## [The problem]
Of the entries that follow, how many lines hold the string "LlmClient"? Write the number and nothing more.

'''

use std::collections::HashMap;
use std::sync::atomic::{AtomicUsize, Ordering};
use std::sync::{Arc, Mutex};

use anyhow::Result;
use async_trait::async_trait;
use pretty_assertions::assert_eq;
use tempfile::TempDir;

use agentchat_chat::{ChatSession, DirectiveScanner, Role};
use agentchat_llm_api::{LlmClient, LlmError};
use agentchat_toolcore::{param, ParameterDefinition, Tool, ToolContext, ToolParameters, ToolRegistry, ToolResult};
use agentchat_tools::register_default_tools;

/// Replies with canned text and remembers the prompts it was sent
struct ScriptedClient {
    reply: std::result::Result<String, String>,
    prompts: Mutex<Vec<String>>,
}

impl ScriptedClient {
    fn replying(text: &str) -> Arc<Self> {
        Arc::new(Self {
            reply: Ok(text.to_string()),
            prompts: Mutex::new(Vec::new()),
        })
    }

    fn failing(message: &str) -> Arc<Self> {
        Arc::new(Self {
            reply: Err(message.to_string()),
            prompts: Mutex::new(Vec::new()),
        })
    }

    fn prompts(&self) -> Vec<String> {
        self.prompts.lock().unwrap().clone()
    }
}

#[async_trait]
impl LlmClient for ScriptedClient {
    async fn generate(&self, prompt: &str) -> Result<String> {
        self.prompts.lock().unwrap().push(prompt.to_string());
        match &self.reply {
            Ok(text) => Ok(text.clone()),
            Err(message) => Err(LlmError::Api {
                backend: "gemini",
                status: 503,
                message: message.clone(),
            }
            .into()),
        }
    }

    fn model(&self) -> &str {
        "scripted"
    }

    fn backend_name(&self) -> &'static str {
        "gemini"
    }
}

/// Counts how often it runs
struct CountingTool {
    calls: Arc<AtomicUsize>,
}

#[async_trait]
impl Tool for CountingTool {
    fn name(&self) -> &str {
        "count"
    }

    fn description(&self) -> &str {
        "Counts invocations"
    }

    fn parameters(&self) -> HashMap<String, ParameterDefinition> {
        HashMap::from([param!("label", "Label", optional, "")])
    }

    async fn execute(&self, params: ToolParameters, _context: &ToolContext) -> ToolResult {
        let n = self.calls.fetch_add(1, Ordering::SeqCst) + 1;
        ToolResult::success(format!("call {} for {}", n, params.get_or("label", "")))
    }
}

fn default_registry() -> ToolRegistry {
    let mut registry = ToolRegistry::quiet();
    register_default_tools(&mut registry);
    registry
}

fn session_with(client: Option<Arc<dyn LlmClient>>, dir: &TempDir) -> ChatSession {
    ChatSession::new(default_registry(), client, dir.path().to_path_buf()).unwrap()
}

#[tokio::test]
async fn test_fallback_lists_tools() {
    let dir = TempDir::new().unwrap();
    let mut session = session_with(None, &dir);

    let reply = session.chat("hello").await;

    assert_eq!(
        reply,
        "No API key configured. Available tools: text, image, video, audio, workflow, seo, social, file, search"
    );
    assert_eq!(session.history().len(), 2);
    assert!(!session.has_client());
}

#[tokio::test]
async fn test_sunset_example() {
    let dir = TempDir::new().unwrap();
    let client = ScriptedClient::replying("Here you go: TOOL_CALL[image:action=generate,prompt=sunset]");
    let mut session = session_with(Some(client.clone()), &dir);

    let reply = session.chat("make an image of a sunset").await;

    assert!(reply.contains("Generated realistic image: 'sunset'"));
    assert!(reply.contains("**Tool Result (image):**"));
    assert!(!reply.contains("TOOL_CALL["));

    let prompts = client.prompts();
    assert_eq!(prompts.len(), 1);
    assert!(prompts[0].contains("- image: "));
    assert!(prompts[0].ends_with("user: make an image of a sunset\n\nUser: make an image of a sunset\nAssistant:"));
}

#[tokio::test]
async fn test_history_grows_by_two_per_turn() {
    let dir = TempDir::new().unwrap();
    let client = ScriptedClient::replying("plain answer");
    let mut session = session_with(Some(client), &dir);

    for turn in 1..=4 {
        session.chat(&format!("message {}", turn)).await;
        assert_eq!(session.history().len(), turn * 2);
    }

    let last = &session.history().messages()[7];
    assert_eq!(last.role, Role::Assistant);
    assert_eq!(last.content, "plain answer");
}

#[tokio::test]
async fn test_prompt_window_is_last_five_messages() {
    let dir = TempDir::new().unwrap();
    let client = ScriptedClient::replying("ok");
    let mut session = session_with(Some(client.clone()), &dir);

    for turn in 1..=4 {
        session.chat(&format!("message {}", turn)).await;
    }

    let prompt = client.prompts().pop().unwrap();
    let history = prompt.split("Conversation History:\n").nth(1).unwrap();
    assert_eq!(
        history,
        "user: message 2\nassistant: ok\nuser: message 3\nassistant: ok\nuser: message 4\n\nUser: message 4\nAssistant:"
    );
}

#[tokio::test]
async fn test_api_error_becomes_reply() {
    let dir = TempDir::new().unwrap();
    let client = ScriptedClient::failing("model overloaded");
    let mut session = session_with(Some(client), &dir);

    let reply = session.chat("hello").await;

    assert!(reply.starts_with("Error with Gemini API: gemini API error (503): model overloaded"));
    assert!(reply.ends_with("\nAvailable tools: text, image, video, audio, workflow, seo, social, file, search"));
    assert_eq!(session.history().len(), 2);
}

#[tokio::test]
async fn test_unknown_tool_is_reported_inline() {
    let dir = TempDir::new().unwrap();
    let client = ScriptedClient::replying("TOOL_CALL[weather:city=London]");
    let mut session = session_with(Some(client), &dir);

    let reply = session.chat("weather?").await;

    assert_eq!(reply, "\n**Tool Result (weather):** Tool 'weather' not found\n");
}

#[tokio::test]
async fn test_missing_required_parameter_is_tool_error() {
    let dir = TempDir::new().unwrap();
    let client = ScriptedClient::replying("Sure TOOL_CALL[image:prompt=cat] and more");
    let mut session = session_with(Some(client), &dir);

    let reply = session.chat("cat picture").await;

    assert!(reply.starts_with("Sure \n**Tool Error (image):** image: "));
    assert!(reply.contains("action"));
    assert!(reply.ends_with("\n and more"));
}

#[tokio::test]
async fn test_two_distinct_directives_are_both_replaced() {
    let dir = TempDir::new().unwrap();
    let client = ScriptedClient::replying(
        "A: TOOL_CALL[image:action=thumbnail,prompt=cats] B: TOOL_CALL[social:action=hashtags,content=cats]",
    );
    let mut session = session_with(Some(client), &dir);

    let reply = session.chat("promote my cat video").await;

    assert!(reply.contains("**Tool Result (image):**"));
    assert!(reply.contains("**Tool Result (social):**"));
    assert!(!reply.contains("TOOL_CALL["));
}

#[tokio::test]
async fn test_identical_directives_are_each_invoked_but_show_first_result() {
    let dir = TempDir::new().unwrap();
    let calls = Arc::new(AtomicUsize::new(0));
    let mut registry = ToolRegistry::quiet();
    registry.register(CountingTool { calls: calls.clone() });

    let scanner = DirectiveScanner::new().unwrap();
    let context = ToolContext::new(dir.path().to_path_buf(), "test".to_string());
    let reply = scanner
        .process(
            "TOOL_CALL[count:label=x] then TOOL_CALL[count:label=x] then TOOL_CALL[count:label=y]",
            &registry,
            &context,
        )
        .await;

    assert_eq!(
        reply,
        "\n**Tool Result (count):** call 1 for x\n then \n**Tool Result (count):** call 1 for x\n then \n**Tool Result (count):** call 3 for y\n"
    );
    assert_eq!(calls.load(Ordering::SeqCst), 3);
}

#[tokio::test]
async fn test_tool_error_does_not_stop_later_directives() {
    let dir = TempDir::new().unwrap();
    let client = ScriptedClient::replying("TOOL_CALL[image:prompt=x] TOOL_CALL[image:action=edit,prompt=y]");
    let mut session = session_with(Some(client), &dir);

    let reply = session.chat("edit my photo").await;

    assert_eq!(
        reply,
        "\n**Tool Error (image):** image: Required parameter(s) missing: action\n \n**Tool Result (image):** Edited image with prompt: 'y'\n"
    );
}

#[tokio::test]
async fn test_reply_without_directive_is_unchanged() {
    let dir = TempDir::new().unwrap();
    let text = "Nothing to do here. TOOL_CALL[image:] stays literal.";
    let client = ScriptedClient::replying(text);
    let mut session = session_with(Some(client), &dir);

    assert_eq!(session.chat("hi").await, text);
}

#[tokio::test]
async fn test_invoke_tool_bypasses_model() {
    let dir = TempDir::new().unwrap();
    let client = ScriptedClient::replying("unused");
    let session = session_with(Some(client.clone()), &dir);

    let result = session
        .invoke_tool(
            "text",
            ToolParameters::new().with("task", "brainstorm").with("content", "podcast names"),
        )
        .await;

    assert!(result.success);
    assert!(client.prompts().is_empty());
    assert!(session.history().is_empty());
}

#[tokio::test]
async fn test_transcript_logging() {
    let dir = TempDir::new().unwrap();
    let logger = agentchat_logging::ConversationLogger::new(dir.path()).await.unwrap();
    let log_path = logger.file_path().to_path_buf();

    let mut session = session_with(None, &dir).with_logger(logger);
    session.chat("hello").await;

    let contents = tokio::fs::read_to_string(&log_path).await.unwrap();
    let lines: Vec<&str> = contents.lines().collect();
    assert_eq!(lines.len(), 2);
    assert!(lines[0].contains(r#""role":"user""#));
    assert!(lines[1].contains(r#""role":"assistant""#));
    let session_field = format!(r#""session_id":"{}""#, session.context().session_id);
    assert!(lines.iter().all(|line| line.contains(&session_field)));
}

'''

## [Output]
3